Le processus de formulation et de fabrication des lots de produits médicamenteux utilisés dans l’étude clinique pivot EPIC-HR (étude C4671005) semble être représentatif de ceux proposés pour les lots commerciaux. Les lots pour la substance médicamenteuse et du produit pharmaceutique pour lesquels des données sur la chimie et la fabrication ont été soumises ont été jugés de qualité acceptable. Toutefois, des données supplémentaires sont nécessaires pour démontrer que les procédés de fabrication et la stratégie de contrôle peuvent produire de façon uniforme une substance médicamenteuse (nirmatrelvir) et un produit médicamenteux de qualité acceptable qui est comparable à la qualité des lots utilisés dans le programme d’élaboration clinique de Paxlovid.

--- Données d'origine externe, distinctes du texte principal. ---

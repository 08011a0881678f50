// Licensed to the Apache Software Foundation (ASF) under one
// or more contributor license agreements.  See the NOTICE file
// distributed with this work for additional information
// regarding copyright ownership.  The ASF licenses this file
// to you under the Apache License, Version 2.0 (the
// "License"); you may not use this file except in compliance
// with the License.  You may obtain a copy of the License at
//
//   http://www.apache.org/licenses/LICENSE-2.0
//
// Unless required by applicable law or agreed to in writing,
// software distributed under the License is distributed on an
// "AS IS" BASIS, WITHOUT WARRANTIES OR CONDITIONS OF ANY
// KIND, either express or implied.  See the License for the
// specific language governing permissions and limitations
// under the License.

//! The resource-broker (Mesos) callback-and-action contract (§6).
//!
//! Only the interface is modeled here -- the native Mesos client library
//! itself is an external collaborator (Non-goal, §1). `MesosDriver` is the
//! set of actions the core emits against the broker; `MesosCallbacks` is
//! the set of callbacks a `SchedulerAdapter` (in `marathon-scheduler`)
//! implements to consume broker-originated events.

use async_trait::async_trait;
use serde::{Deserialize, Serialize};

use crate::error::Result;
use crate::model::task::Condition;

/// Raw Mesos `TaskState` values, as delivered on `statusUpdate`.
#[derive(Debug, Clone, Copy, PartialEq, Eq, Serialize, Deserialize)]
pub enum MesosTaskState {
    TaskStaging,
    TaskRunning,
    TaskFinished,
    TaskFailed,
    TaskKilled,
    TaskLost,
    TaskGoneByOperator,
    TaskUnreachable,
    TaskDropped,
    TaskUnknown,
}

impl MesosTaskState {
    /// The condition mapping rules from §4.1. `TaskLost` and
    /// `TaskGoneByOperator` both map to `Gone`, per the spec's grouping.
    pub fn to_condition(self) -> Condition {
        match self {
            MesosTaskState::TaskStaging => Condition::Staging,
            MesosTaskState::TaskRunning => Condition::Running,
            MesosTaskState::TaskFinished => Condition::Finished,
            MesosTaskState::TaskFailed => Condition::Failed,
            MesosTaskState::TaskKilled => Condition::Killed,
            MesosTaskState::TaskLost | MesosTaskState::TaskGoneByOperator => Condition::Gone,
            MesosTaskState::TaskUnreachable => Condition::Unreachable,
            MesosTaskState::TaskDropped => Condition::Dropped,
            MesosTaskState::TaskUnknown => Condition::Unknown,
        }
    }
}

#[derive(Debug, Clone, Serialize, Deserialize)]
pub struct MesosTaskStatus {
    pub task_id: String,
    pub agent_id: String,
    pub state: MesosTaskState,
    pub message: Option<String>,
}

#[derive(Debug, Clone, Serialize, Deserialize)]
pub struct MasterInfo {
    pub framework_id: Option<String>,
    pub master_url: String,
    pub domain_region: Option<String>,
    pub domain_zone: Option<String>,
}

#[derive(Debug, Clone, Serialize, Deserialize)]
pub struct Filters {
    pub refuse_seconds: Option<f64>,
}

/// Actions the core emits against the resource broker (§6). Implemented by
/// the concrete Mesos client adapter; `marathon-scheduler`'s components
/// only depend on this trait.
#[async_trait]
pub trait MesosDriver: Send + Sync {
    async fn accept_offers(
        &self,
        offer_ids: Vec<String>,
        operations: Vec<MesosOperation>,
        filters: Filters,
    ) -> Result<()>;

    async fn decline_offer(&self, offer_id: String, filters: Filters) -> Result<()>;

    async fn kill_task(&self, task_id: String) -> Result<()>;

    async fn reconcile_tasks(&self, task_ids: Vec<String>) -> Result<()>;

    async fn revive_offers(&self) -> Result<()>;

    async fn suppress_offers(&self) -> Result<()>;

    /// Stop the underlying driver. `failover = true` preserves the
    /// framework id for the next registration (§4.6).
    async fn stop(&self, failover: bool) -> Result<()>;
}

#[derive(Debug, Clone, Serialize, Deserialize)]
pub enum MesosOperation {
    Launch { task_id: String },
    Reserve { labels: Vec<(String, String)> },
    CreateVolume { container_path: String, size_mb: u64 },
    Unreserve,
    DestroyVolume { volume_id: String },
}

/// Callbacks the core consumes from the resource broker (§6). A
/// `SchedulerAdapter` implements this trait; see `marathon-scheduler`.
#[async_trait]
pub trait MesosCallbacks: Send + Sync {
    async fn registered(&self, framework_id: String, master_info: MasterInfo) -> Result<()>;
    async fn reregistered(&self, master_info: MasterInfo) -> Result<()>;
    async fn disconnected(&self) -> Result<()>;
    async fn offers(&self, offers: Vec<crate::model::offer::Offer>) -> Result<()>;
    async fn rescinded(&self, offer_id: String) -> Result<()>;
    async fn status_update(&self, status: MesosTaskStatus) -> Result<()>;
    async fn framework_message(&self, executor_id: String, data: Vec<u8>) -> Result<()>;
    async fn slave_lost(&self, agent_id: String) -> Result<()>;
    async fn executor_lost(&self, executor_id: String, agent_id: String) -> Result<()>;
    async fn error(&self, message: String) -> Result<()>;
}

#[cfg(test)]
mod test {
    use super::*;

    #[test]
    fn lost_and_gone_by_operator_both_map_to_gone() {
        assert_eq!(MesosTaskState::TaskLost.to_condition(), Condition::Gone);
        assert_eq!(MesosTaskState::TaskGoneByOperator.to_condition(), Condition::Gone);
    }

    #[test]
    fn running_maps_to_running() {
        assert_eq!(MesosTaskState::TaskRunning.to_condition(), Condition::Running);
    }

    #[test]
    fn unreachable_maps_to_unreachable() {
        assert_eq!(MesosTaskState::TaskUnreachable.to_condition(), Condition::Unreachable);
    }
}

À la lumière du profil avantages-effets nocifs-incertitudes fondé sur les renseignements cliniques pour Paxlovid et compte tenu des besoins en santé publique liés à la pandémie de la maladie à coronavirus 2019 (COVID-19), Santé Canada a jugé acceptable de traiter les incertitudes de qualité dans le cadre des conditions accompagnant l’AC. Le promoteur doit répondre aux commentaires propres à la qualité et fournir des données supplémentaires sur les processus et les contrôles de fabrication de la substance médicamenteuse et du produit médicamenteux.

À l'heure actuelle, d’après les données sur la stabilité soumises, la durée de conservation de 12 mois est jugée appropriée pour Paxlovid lorsque le produit médicamenteux est entreposé à la température ambiante (entre 15 °C et 30 °C).

Toutes les installations participant à la production sont conformes aux bonnes pratiques de fabrication.

Aucun des ingrédients non médicinaux (excipients, décrits précédemment) présents dans le produit médicamenteux n’est interdit par le Règlement sur les aliments et drogues.